--- Dataset extract ---
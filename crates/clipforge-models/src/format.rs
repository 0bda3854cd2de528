//! Export format and platform output specifications.

use serde::{Deserialize, Serialize};
use std::fmt;
use std::str::FromStr;
use thiserror::Error;

/// Target export formats.
///
/// Each format resolves to a fixed [`FormatSpec`] describing the output
/// resolution, encoder settings, and caption placement for the platform.
#[derive(Debug, Clone, Copy, PartialEq, Eq, Hash, Serialize, Deserialize)]
#[serde(rename_all = "snake_case")]
pub enum ExportFormat {
    /// TikTok vertical video (1080x1920, 9:16)
    Tiktok,
    /// YouTube Shorts vertical video (1080x1920, 9:16)
    YoutubeShorts,
    /// Instagram Reels vertical video (1080x1920, 9:16)
    InstagramReels,
    /// LinkedIn portrait video (1080x1350, 4:5)
    Linkedin,
    /// LinkedIn square video (1080x1080, 1:1)
    LinkedinSquare,
}

impl ExportFormat {
    /// All available formats.
    pub const ALL: &'static [ExportFormat] = &[
        ExportFormat::Tiktok,
        ExportFormat::YoutubeShorts,
        ExportFormat::InstagramReels,
        ExportFormat::Linkedin,
        ExportFormat::LinkedinSquare,
    ];

    pub fn as_str(&self) -> &'static str {
        match self {
            ExportFormat::Tiktok => "tiktok",
            ExportFormat::YoutubeShorts => "youtube_shorts",
            ExportFormat::InstagramReels => "instagram_reels",
            ExportFormat::Linkedin => "linkedin",
            ExportFormat::LinkedinSquare => "linkedin_square",
        }
    }

    /// Resolve the full output specification for this format.
    pub fn spec(&self) -> FormatSpec {
        match self {
            ExportFormat::Tiktok => FormatSpec {
                format: *self,
                aspect_ratio: AspectRatio::PORTRAIT_9_16,
                width: 1080,
                height: 1920,
                max_duration_s: 180,
                caption_margin_bottom: 367,
                caption_margin_sides: 80,
                subject_anchor_x: 0.50,
                subject_anchor_y: 0.35,
                bitrate_mbps: 8.0,
                fps: 30,
                audio_bitrate_kbps: 128,
            },
            ExportFormat::YoutubeShorts => FormatSpec {
                format: *self,
                aspect_ratio: AspectRatio::PORTRAIT_9_16,
                width: 1080,
                height: 1920,
                max_duration_s: 60,
                caption_margin_bottom: 367,
                caption_margin_sides: 80,
                subject_anchor_x: 0.50,
                subject_anchor_y: 0.35,
                bitrate_mbps: 8.0,
                fps: 30,
                audio_bitrate_kbps: 128,
            },
            ExportFormat::InstagramReels => FormatSpec {
                format: *self,
                aspect_ratio: AspectRatio::PORTRAIT_9_16,
                width: 1080,
                height: 1920,
                max_duration_s: 90,
                caption_margin_bottom: 350,
                caption_margin_sides: 80,
                subject_anchor_x: 0.50,
                subject_anchor_y: 0.35,
                bitrate_mbps: 8.0,
                fps: 30,
                audio_bitrate_kbps: 128,
            },
            ExportFormat::Linkedin => FormatSpec {
                format: *self,
                aspect_ratio: AspectRatio::PORTRAIT_4_5,
                width: 1080,
                height: 1350,
                max_duration_s: 600,
                caption_margin_bottom: 100,
                caption_margin_sides: 60,
                subject_anchor_x: 0.50,
                subject_anchor_y: 0.50,
                bitrate_mbps: 6.0,
                fps: 30,
                audio_bitrate_kbps: 128,
            },
            ExportFormat::LinkedinSquare => FormatSpec {
                format: *self,
                aspect_ratio: AspectRatio::SQUARE,
                width: 1080,
                height: 1080,
                max_duration_s: 600,
                caption_margin_bottom: 100,
                caption_margin_sides: 60,
                subject_anchor_x: 0.50,
                subject_anchor_y: 0.50,
                bitrate_mbps: 6.0,
                fps: 30,
                audio_bitrate_kbps: 128,
            },
        }
    }
}

impl fmt::Display for ExportFormat {
    fn fmt(&self, f: &mut fmt::Formatter<'_>) -> fmt::Result {
        f.write_str(self.as_str())
    }
}

/// Error for unrecognized format names.
#[derive(Debug, Error)]
#[error("unknown export format '{0}'")]
pub struct UnknownFormat(pub String);

impl FromStr for ExportFormat {
    type Err = UnknownFormat;

    fn from_str(s: &str) -> Result<Self, Self::Err> {
        match s.to_ascii_lowercase().as_str() {
            "tiktok" => Ok(ExportFormat::Tiktok),
            "youtube_shorts" => Ok(ExportFormat::YoutubeShorts),
            "instagram_reels" => Ok(ExportFormat::InstagramReels),
            "linkedin" => Ok(ExportFormat::Linkedin),
            "linkedin_square" => Ok(ExportFormat::LinkedinSquare),
            other => Err(UnknownFormat(other.to_string())),
        }
    }
}

/// Aspect ratio as a width:height pair.
#[derive(Debug, Clone, Copy, PartialEq, Eq, Hash, Serialize, Deserialize)]
pub struct AspectRatio {
    pub width: u32,
    pub height: u32,
}

impl AspectRatio {
    pub const PORTRAIT_9_16: AspectRatio = AspectRatio { width: 9, height: 16 };
    pub const PORTRAIT_4_5: AspectRatio = AspectRatio { width: 4, height: 5 };
    pub const SQUARE: AspectRatio = AspectRatio { width: 1, height: 1 };

    /// Ratio as a float (width / height).
    pub fn ratio(&self) -> f64 {
        self.width as f64 / self.height as f64
    }
}

impl fmt::Display for AspectRatio {
    fn fmt(&self, f: &mut fmt::Formatter<'_>) -> fmt::Result {
        write!(f, "{}:{}", self.width, self.height)
    }
}

/// Complete output specification for an export format.
#[derive(Debug, Clone, Copy, PartialEq, Serialize, Deserialize)]
pub struct FormatSpec {
    pub format: ExportFormat,
    pub aspect_ratio: AspectRatio,
    /// Output width in pixels
    pub width: u32,
    /// Output height in pixels
    pub height: u32,
    /// Platform maximum video duration in seconds
    pub max_duration_s: u32,
    /// Bottom margin reserved for captions (px, UI safe zone)
    pub caption_margin_bottom: u32,
    /// Side margins for captions (px)
    pub caption_margin_sides: u32,
    /// Horizontal anchor for the subject (0-1, fraction of output width)
    pub subject_anchor_x: f64,
    /// Vertical anchor for the subject (0-1, fraction of output height)
    pub subject_anchor_y: f64,
    /// Recommended video bitrate
    pub bitrate_mbps: f64,
    /// Output frame rate
    pub fps: u32,
    /// Audio bitrate
    pub audio_bitrate_kbps: u32,
}

impl FormatSpec {
    /// Target aspect as a float (width / height).
    pub fn target_aspect(&self) -> f64 {
        self.width as f64 / self.height as f64
    }
}

#[cfg(test)]
mod tests {
    use super::*;

    #[test]
    fn test_format_parse_roundtrip() {
        for fmt in ExportFormat::ALL {
            let parsed: ExportFormat = fmt.as_str().parse().unwrap();
            assert_eq!(parsed, *fmt);
        }
    }

    #[test]
    fn test_unknown_format() {
        assert!("twitter".parse::<ExportFormat>().is_err());
    }

    #[test]
    fn test_fixed_resolutions() {
        assert_eq!(ExportFormat::Tiktok.spec().width, 1080);
        assert_eq!(ExportFormat::Tiktok.spec().height, 1920);
        assert_eq!(ExportFormat::Linkedin.spec().height, 1350);
        assert_eq!(ExportFormat::LinkedinSquare.spec().height, 1080);
    }

    #[test]
    fn test_vertical_anchor_is_rule_of_thirds() {
        assert!((ExportFormat::Tiktok.spec().subject_anchor_y - 0.35).abs() < f64::EPSILON);
        assert!((ExportFormat::LinkedinSquare.spec().subject_anchor_y - 0.50).abs() < f64::EPSILON);
    }

    #[test]
    fn test_serde_snake_case() {
        let json = serde_json::to_string(&ExportFormat::YoutubeShorts).unwrap();
        assert_eq!(json, "\"youtube_shorts\"");
    }
}
/// Decide keeps for each silence and emit the kept source intervals in
/// order. Returns the intervals and the number of silences shortened or
/// removed.
fn apply_silence_keeps(
    intervals: &[Interval],
    padded: &[(f64, f64)],
    adjustments: &Adjustments,
    min_silence: f64,
    max_kept_silence: f64,
) -> (Vec<(f64, f64)>, usize) {
    let mut kept: Vec<(f64, f64)> = Vec::new();
    let mut trimmed = 0usize;

    for (idx, interval) in intervals.iter().enumerate() {
        match *interval {
            Interval::Speech { .. } => {
                let (start, end) = padded[idx];
                if end - start > EPS {
                    kept.push((start, end));
                }
            }
            Interval::Silence { detected_start, .. } => {
                // Padding of the neighbouring speech eats into the silence.
                let start = if idx > 0 {
                    padded[idx - 1].1.max(padded[idx].0)
                } else {
                    padded[idx].0
                };
                let end = if idx + 1 < intervals.len() {
                    padded[idx + 1].0.min(padded[idx].1)
                } else {
                    padded[idx].1
                };

                let duration = end - start;
                if duration <= EPS {
                    // Fully consumed by speech padding; the neighbours are
                    // now source-contiguous.
                    continue;
                }

                let keep = silence_keep(
                    detected_start,
                    duration,
                    adjustments,
                    min_silence,
                    max_kept_silence,
                );

                if keep + EPS < duration {
                    trimmed += 1;
                }

                if keep <= EPS {
                    // Removed entirely: a keep_ms = 0 override (or a hard
                    // trim to nothing) collapses to a single join between
                    // the neighbouring kept segments.
                    continue;
                }

                if keep + EPS >= duration {
                    kept.push((start, end));
                } else {
                    // Trim equally from both ends, preserving the centre
                    // of the pause.
                    let mid = (start + end) / 2.0;
                    kept.push((mid - keep / 2.0, mid + keep / 2.0));
                }
            }
        }
    }

    (kept, trimmed)
}

/// How much of a silence of `duration` seconds to keep.
fn silence_keep(
    detected_start: f64,
    duration: f64,
    adjustments: &Adjustments,
    min_silence: f64,
    max_kept_silence: f64,
) -> f64 {
    let override_keep = adjustments
        .silence_overrides
        .iter()
        .find(|ov| (ov.src_start - detected_start).abs() < OVERRIDE_MATCH_TOLERANCE_S)
        .map(|ov| ov.keep_ms as f64 / 1000.0);

    match override_keep {
        Some(keep) => keep.min(duration),
        None if duration < min_silence => duration,
        None => duration.min(max_kept_silence),
    }
}

/// Concatenate source-contiguous intervals into kept segments.
fn merge_contiguous(intervals: &[(f64, f64)]) -> Vec<KeptSegment> {
    let mut segments: Vec<KeptSegment> = Vec::new();

    for &(start, end) in intervals {
        if end - start <= EPS {
            continue;
        }
        match segments.last_mut() {
            Some(last) if (start - last.src_end).abs() <= 1e-6 => {
                last.src_end = end;
            }
            _ => segments.push(KeptSegment {
                src_start: start,
                src_end: end,
                lead_fade_s: 0.0,
                trail_fade_s: 0.0,
            }),
        }
    }

    segments
}

/// Set the crossfade at every interior join.
///
/// The fade is clamped to half the shorter neighbour so a short kept
/// silence can never be consumed entirely by its fades.
fn assign_fades(segments: &mut [KeptSegment], crossfade: f64) {
    for i in 0..segments.len().saturating_sub(1) {
        let fade = crossfade
            .min(segments[i].duration() / 2.0)
            .min(segments[i + 1].duration() / 2.0)
            .max(0.0);
        segments[i].trail_fade_s = fade;
        segments[i + 1].lead_fade_s = fade;
    }
}

/// Accumulate output time; a crossfade overlaps the join so the next span
/// starts a fade length early.
fn build_timeline(segments: &[KeptSegment]) -> TimelineMap {
    let mut spans = Vec::with_capacity(segments.len());
    let mut cursor = 0.0f64;

    for segment in segments {
        let out_start = cursor - segment.lead_fade_s;
        let out_end = out_start + segment.duration();
        spans.push(TimelineSpan {
            src_start: segment.src_start,
            src_end: segment.src_end,
            out_start,
            out_end,
        });
        cursor = out_end;
    }

    TimelineMap { spans }
}

/// Estimated durations for a clip range, computed from a cached analysis
/// without planning or rendering. Used for preset comparison in clip
/// selection.
#[derive(Debug, Clone, PartialEq)]
pub struct DurationEstimate {
    pub original_duration: f64,
    pub estimated_duration: f64,
    pub time_saved: f64,
    pub percent_reduction: f64,
    pub speech_time: f64,
    pub silence_time: f64,
    pub silences_in_range: usize,
}

/// Estimate the edited duration of `[start, end)` under the analysis's
/// preset, without building a plan.
pub fn estimate(vad: &VadAnalysis, start: f64, end: f64) -> DurationEstimate {
    let start = start.clamp(0.0, vad.duration);
    let end = end.clamp(start, vad.duration);
    let original_duration = end - start;

    if original_duration <= 0.0 {
        return DurationEstimate {
            original_duration: 0.0,
            estimated_duration: 0.0,
            time_saved: 0.0,
            percent_reduction: 0.0,
            speech_time: 0.0,
            silence_time: 0.0,
            silences_in_range: 0,
        };
    }

    let max_kept = vad.config.max_kept_silence_s;

    let speech_time: f64 = vad
        .speech_segments
        .iter()
        .map(|s| (s.end.min(end) - s.start.max(start)).max(0.0))
        .sum();

    let mut silence_time = 0.0;
    let mut time_removed = 0.0;
    let mut silences_in_range = 0;

    for silence in &vad.silence_segments {
        let overlap = (silence.end.min(end) - silence.start.max(start)).max(0.0);
        if overlap > 0.0 {
            silences_in_range += 1;
            silence_time += overlap;
            if overlap > max_kept {
                time_removed += overlap - max_kept;
            }
        }
    }

    DurationEstimate {
        original_duration,
        estimated_duration: original_duration - time_removed,
        time_saved: time_removed,
        percent_reduction: time_removed / original_duration * 100.0,
        speech_time,
        silence_time,
        silences_in_range,
    }
}
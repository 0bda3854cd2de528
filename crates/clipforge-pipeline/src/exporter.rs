//! Pipeline orchestrator.
//!
//! Sequences probe → extract → analyze → plan → {assemble, localize+crop,
//! captions} → render for one export request, and owns the per-request
//! scratch directory and cancellation.
//!
//! The orchestrator is reentrant: concurrent `export` calls share only the
//! injected VAD cache, which is thread-safe and single-flight.

use std::path::{Path, PathBuf};
use std::sync::Arc;
use tokio::sync::{mpsc, watch};
use tracing::{info, warn};
use uuid::Uuid;

use clipforge_media::extract::read_pcm;
use clipforge_models::{ClipExport, ClipRequest, EditPlan, PlanSummary, SubjectPosition};

use crate::analyzer;
use crate::assembler;
use crate::cache::VadCache;
use crate::captions::{self, CaptionOptions, CaptionStyle};
use crate::config::PipelineConfig;
use crate::crop::{self, CropPlan};
use crate::error::{ExportError, PipelineResult};
use crate::planner;
use crate::render;
use crate::services::{
    AudioDecoder, FfmpegDecoder, FfmpegFrameGrabber, FfmpegRenderExecutor, FfprobeProber,
    FrameGrabber, MediaProber, RenderExecutor, SpeechDetector, SileroSpeechDetector,
};
use crate::vision::{self, VisionOracle};

/// Pipeline stages reported over the progress channel.
#[derive(Debug, Clone, Copy, PartialEq, Eq)]
pub enum ExportStage {
    Probing,
    Extracting,
    Analyzing,
    Planning,
    Assembling,
    Rendering,
    Complete,
}

/// Cancellation handle for an in-flight export.
///
/// Cancelling kills any running external process, removes the scratch
/// directory, and deletes partial output. A cancelled request produces no
/// result.
#[derive(Clone)]
pub struct CancelHandle {
    tx: Arc<watch::Sender<bool>>,
}

impl CancelHandle {
    pub fn new() -> Self {
        let (tx, _) = watch::channel(false);
        Self { tx: Arc::new(tx) }
    }

    pub fn cancel(&self) {
        let _ = self.tx.send(true);
    }

    pub fn subscribe(&self) -> watch::Receiver<bool> {
        self.tx.subscribe()
    }

    pub fn is_cancelled(&self) -> bool {
        *self.tx.borrow()
    }
}

impl Default for CancelHandle {
    fn default() -> Self {
        Self::new()
    }
}

/// Injected collaborators and shared state for the pipeline.
pub struct ExporterContext {
    pub prober: Arc<dyn MediaProber>,
    pub decoder: Arc<dyn AudioDecoder>,
    pub detector: Arc<dyn SpeechDetector>,
    pub grabber: Arc<dyn FrameGrabber>,
    pub oracle: Option<Arc<dyn VisionOracle>>,
    pub render_executor: Arc<dyn RenderExecutor>,
    pub vad_cache: Arc<VadCache>,
    pub config: PipelineConfig,
}

impl ExporterContext {
    /// Production context: ffmpeg/ffprobe/Silero-backed collaborators.
    pub fn new(config: PipelineConfig, oracle: Option<Arc<dyn VisionOracle>>) -> Self {
        Self {
            prober: Arc::new(FfprobeProber),
            decoder: Arc::new(FfmpegDecoder),
            detector: Arc::new(SileroSpeechDetector),
            grabber: Arc::new(FfmpegFrameGrabber),
            oracle,
            render_executor: Arc::new(FfmpegRenderExecutor),
            vad_cache: Arc::new(VadCache::new()),
            config,
        }
    }

    pub fn with_prober(mut self, prober: Arc<dyn MediaProber>) -> Self {
        self.prober = prober;
        self
    }

    pub fn with_decoder(mut self, decoder: Arc<dyn AudioDecoder>) -> Self {
        self.decoder = decoder;
        self
    }

    pub fn with_detector(mut self, detector: Arc<dyn SpeechDetector>) -> Self {
        self.detector = detector;
        self
    }

    pub fn with_grabber(mut self, grabber: Arc<dyn FrameGrabber>) -> Self {
        self.grabber = grabber;
        self
    }

    pub fn with_render_executor(mut self, executor: Arc<dyn RenderExecutor>) -> Self {
        self.render_executor = executor;
        self
    }

    pub fn with_vad_cache(mut self, cache: Arc<VadCache>) -> Self {
        self.vad_cache = cache;
        self
    }
}

/// The unified clip export pipeline.
pub struct ClipExporter {
    ctx: Arc<ExporterContext>,
    progress: Option<mpsc::UnboundedSender<ExportStage>>,
}

impl ClipExporter {
    pub fn new(ctx: ExporterContext) -> Self {
        Self {
            ctx: Arc::new(ctx),
            progress: None,
        }
    }

    /// Attach a progress channel; stages are sent best-effort.
    pub fn with_progress(mut self, tx: mpsc::UnboundedSender<ExportStage>) -> Self {
        self.progress = Some(tx);
        self
    }

    fn report(&self, stage: ExportStage) {
        if let Some(tx) = &self.progress {
            let _ = tx.send(stage);
        }
    }

    /// Export one clip.
    ///
    /// Returns `Ok` with `success = false` for semantic soft failures
    /// (an empty plan); hard failures and cancellation are errors. A
    /// cancelled export deletes its partial output and scratch files.
    pub async fn export(
        &self,
        request: &ClipRequest,
        cancel: Option<&CancelHandle>,
    ) -> PipelineResult<ClipExport> {
        let request_id = Uuid::new_v4();
        let result = self.export_inner(request, cancel, request_id).await;

        // Never retain partial output for a failed or cancelled request.
        if result.is_err() {
            let _ = tokio::fs::remove_file(&request.output_path).await;
        }

        result
    }

    async fn export_inner(
        &self,
        request: &ClipRequest,
        cancel: Option<&CancelHandle>,
        request_id: Uuid,
    ) -> PipelineResult<ClipExport> {
        let ctx = &self.ctx;
        let spec = request.target_format.spec();

        info!(
            request_id = %request_id,
            source_id = %request.source_id,
            clip_start = request.clip_start,
            clip_end = request.clip_end,
            format = %request.target_format,
            preset = %request.preset,
            "Starting clip export"
        );

        // 1. Probe and validate the range before doing any work.
        self.report(ExportStage::Probing);
        let source_info = ctx.prober.probe(&request.source_path).await?;

        if request.clip_start < 0.0
            || request.clip_end <= request.clip_start
            || request.clip_end > source_info.duration + 1e-6
        {
            return Err(ExportError::InvalidRange {
                clip_start: request.clip_start,
                clip_end: request.clip_end,
                source_duration: source_info.duration,
            });
        }

        ensure_live(cancel)?;

        // Per-request scratch directory, removed on every exit path.
        let scratch = tempfile::Builder::new()
            .prefix("clipforge_export_")
            .tempdir()?;

        // 2. Decode the full source once; the analyzer and the assembler
        // share this exact byte sequence.
        self.report(ExportStage::Extracting);
        let pcm_path = scratch.path().join("source.f32");
        ctx.decoder
            .extract(
                &request.source_path,
                &pcm_path,
                0.0,
                f64::INFINITY,
                ctx.config.pcm_sample_rate,
            )
            .await?;
        let samples = Arc::new(read_pcm(&pcm_path).await?);

        ensure_live(cancel)?;

        // 3. VAD analysis, cache-first with single-flight compute.
        self.report(ExportStage::Analyzing);
        let vad = ctx
            .vad_cache
            .get_or_compute(&request.source_id, request.preset, || {
                analyzer::analyze_source(
                    ctx.detector.as_ref(),
                    Arc::clone(&samples),
                    &request.source_id,
                    request.preset,
                    &ctx.config,
                )
            })
            .await?;

        ensure_live(cancel)?;

        // 4. Plan. An empty plan is a soft failure; the renderer is never
        // invoked for it.
        self.report(ExportStage::Planning);
        let plan = match planner::plan(&vad, request) {
            Ok(plan) => plan,
            Err(ExportError::EmptyPlan) => {
                info!(request_id = %request_id, "No speech in clip window, skipping render");
                return Ok(ClipExport::failure(
                    request.output_path.clone(),
                    request.clip_duration(),
                    "no speech survives the clip window",
                ));
            }
            Err(e) => return Err(e),
        };

        ensure_live(cancel)?;

        // 5. Fan out: audio assembly, subject localization + crop, and
        // caption timing are independent given the plan.
        self.report(ExportStage::Assembling);
        let audio_path = scratch.path().join("edited.f32");
        let captions_path = scratch.path().join("captions.ass");

        let assemble_branch = async {
            assembler::assemble_to_file(&plan, &samples, ctx.config.pcm_sample_rate, &audio_path)
                .await
        };

        let crop_branch = async {
            Ok::<CropPlan, ExportError>(
                self.localize_and_crop(
                    request,
                    (source_info.width, source_info.height),
                    scratch.path(),
                    &spec,
                )
                .await,
            )
        };

        let captions_branch = async {
            self.write_captions(request, &plan, &captions_path, &spec)
                .await
        };

        let (assembled_duration, crop_plan, caption_file) =
            tokio::try_join!(assemble_branch, crop_branch, captions_branch)?;

        ensure_live(cancel)?;

        // 6. The sync invariant gates the render.
        render::verify_sync(&plan, assembled_duration, source_info.fps)?;

        let filter_graph =
            render::build_filter_graph(&plan, &crop_plan, &spec, caption_file.as_deref());
        let command = render::build_render_command(
            &request.source_path,
            &audio_path,
            &request.output_path,
            &filter_graph,
            &spec,
            ctx.config.pcm_sample_rate,
        );

        self.report(ExportStage::Rendering);
        ctx.render_executor
            .run(&command, cancel.map(|c| c.subscribe()))
            .await
            .map_err(|e| match e {
                clipforge_media::MediaError::Cancelled => ExportError::Cancelled,
                other => ExportError::RenderFailed(other.to_string()),
            })?;

        // 7. Verify the rendered duration when the output is probeable.
        match ctx.prober.probe(&request.output_path).await {
            Ok(output_info) => {
                render::verify_output_duration(&plan, output_info.duration, source_info.fps)?
            }
            Err(e) => {
                warn!(request_id = %request_id, error = %e, "Could not probe rendered output");
            }
        }

        self.report(ExportStage::Complete);

        let edited_duration = plan.output_duration;
        let export = ClipExport {
            success: true,
            output_path: request.output_path.clone(),
            original_duration: request.clip_duration(),
            edited_duration,
            time_saved: request.clip_duration() - edited_duration,
            plan_summary: summarize(&plan),
            subject_position: Some(crop_plan.subject),
            crop: Some(crop_plan.region),
            needs_review: crop_plan.needs_review,
            error: None,
        };

        info!(
            request_id = %request_id,
            edited_duration = format!("{:.2}", export.edited_duration),
            time_saved = format!("{:.2}", export.time_saved),
            segments = export.plan_summary.segments_count,
            needs_review = export.needs_review,
            "Clip export complete"
        );

        Ok(export)
    }

    /// Localize the subject and compute the crop. The vision oracle is
    /// non-essential: without one (or when it is down) the crop centres
    /// and the result is flagged for review.
    async fn localize_and_crop(
        &self,
        request: &ClipRequest,
        source_dims: (u32, u32),
        scratch: &Path,
        spec: &clipforge_models::FormatSpec,
    ) -> CropPlan {
        let ctx = &self.ctx;

        let subject = match &ctx.oracle {
            Some(oracle) => {
                vision::localize_subject(
                    ctx.grabber.as_ref(),
                    oracle.as_ref(),
                    &request.source_path,
                    request.clip_start,
                    request.clip_end,
                    scratch,
                    &ctx.config,
                )
                .await
            }
            None => SubjectPosition::centered(),
        };

        crop::calculate_crop(
            source_dims.0,
            source_dims.1,
            spec,
            &subject,
            ctx.config.review_confidence_threshold,
        )
    }

    /// Rebase captions and write the ASS file when requested.
    async fn write_captions(
        &self,
        request: &ClipRequest,
        plan: &EditPlan,
        path: &Path,
        spec: &clipforge_models::FormatSpec,
    ) -> PipelineResult<Option<PathBuf>> {
        let Some(transcript) = request.transcript.as_ref().filter(|_| request.include_captions)
        else {
            return Ok(None);
        };

        let options = CaptionOptions {
            max_words_per_chunk: self.ctx.config.max_words_per_chunk,
            max_chunk_duration_s: self.ctx.config.max_chunk_duration_s,
            max_intra_chunk_gap_s: self.ctx.config.max_intra_chunk_gap_s,
        };

        let chunks = captions::rebase_captions(transcript, plan, &options);
        if chunks.is_empty() {
            return Ok(None);
        }

        let style = CaptionStyle::for_format(request.target_format);
        let ass = captions::render_ass(&chunks, &style, spec);
        tokio::fs::write(path, ass).await?;

        Ok(Some(path.to_path_buf()))
    }
}

fn summarize(plan: &EditPlan) -> PlanSummary {
    PlanSummary {
        segments_count: plan.kept_segments.len(),
        silences_detected: plan.silences_detected,
        silences_trimmed: plan.silences_trimmed,
    }
}

/// Bail out between stages once cancellation is requested.
fn ensure_live(cancel: Option<&CancelHandle>) -> PipelineResult<()> {
    match cancel {
        Some(handle) if handle.is_cancelled() => Err(ExportError::Cancelled),
        _ => Ok(()),
    }
}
---
The reply should hold only the lines of the listing above starting at the line containing "source intervals in" and ending at the line containing "let end = if", exactly as written.

** Response box **
/// Decide keeps for each silence and emit the kept source intervals in
/// order. Returns the intervals and the number of silences shortened or
/// removed.
fn apply_silence_keeps(
    intervals: &[Interval],
    padded: &[(f64, f64)],
    adjustments: &Adjustments,
    min_silence: f64,
    max_kept_silence: f64,
) -> (Vec<(f64, f64)>, usize) {
    let mut kept: Vec<(f64, f64)> = Vec::new();
    let mut trimmed = 0usize;

    for (idx, interval) in intervals.iter().enumerate() {
        match *interval {
            Interval::Speech { .. } => {
                let (start, end) = padded[idx];
                if end - start > EPS {
                    kept.push((start, end));
                }
            }
            Interval::Silence { detected_start, .. } => {
                // Padding of the neighbouring speech eats into the silence.
                let start = if idx > 0 {
                    padded[idx - 1].1.max(padded[idx].0)
                } else {
                    padded[idx].0
                };
                let end = if idx + 1 < intervals.len() {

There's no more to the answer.